Comment les 79 images de son portfolio ont-elles été sélectionnées pour l’exposition ?
Zoë Tousignant : La sélection a été faite par le commissaire Terence Pepper, anciennement du National Portrait Gallery de Londres. Il connaît très bien la pratique de Parkinson. L’idée était de choisir ses meilleures images et les plus connues, ainsi que celles de personnes qui sont devenues des icônes internationales. Parkinson en a tellement qu’on aurait pu présenter une tout autre exposition sur son travail. Notre objectif était de présenter son parcours et de faire des liens avec plusieurs couvertures de magazines.

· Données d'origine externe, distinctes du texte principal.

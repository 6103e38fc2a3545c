//! Canopy Bus Discovery Library
//!
//! This crate finds the buses a tree is built from: CAN channels that a CAN
//! channel factory can open, and serial ports for SunSpec devices.
//!
//! # Example
//!
//! ```rust,no_run
//! use canopy_detect::PortScanner;
//!
//! let scanner = PortScanner::new();
//! let ports = scanner.enumerate_ports().unwrap();
//!
//! for port in ports {
//!     println!("Found port: {}", port.port);
//! }
//! ```

pub mod discovery;
pub mod error;
pub mod probe;
pub mod scanner;

pub use discovery::{available_buses, Discovery};
pub use error::DetectError;
pub use probe::{default_candidates, CanCandidate, CanProber, ProbeConfig};
pub use scanner::{PortScanner, ScannerConfig, SerialPortInfo};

Expliquez-moi le complément de vêtements qui viennent étoffer l’exposition.
Zoë Tousignant : On veut faire un lien direct avec la collection du Musée McCord-Stewart. Puisque l’exposition est divisée par décennie, on a cherché à représenter l’ambiance et ce que les gens portaient dans chaque période, en incluant des robes, des ensembles et des chapeaux qui font écho à ce qu’on voit dans les images. On retrouvera des tenues conçues entre autres par les créateurs britanniques Hardy Amies et Digby Morton, ainsi que des chapeaux créés par les Québécoises Fanny Graddon et Yvette Brillon.
INFOS | Norman Parkinson Toujours en vogue, au Musée McCord-Stewart, jusqu’au 2
septembre 2024, du mardi au dimanche, de 10h à 17h, sauf le mercredi, alors que le musée ferme à 21h.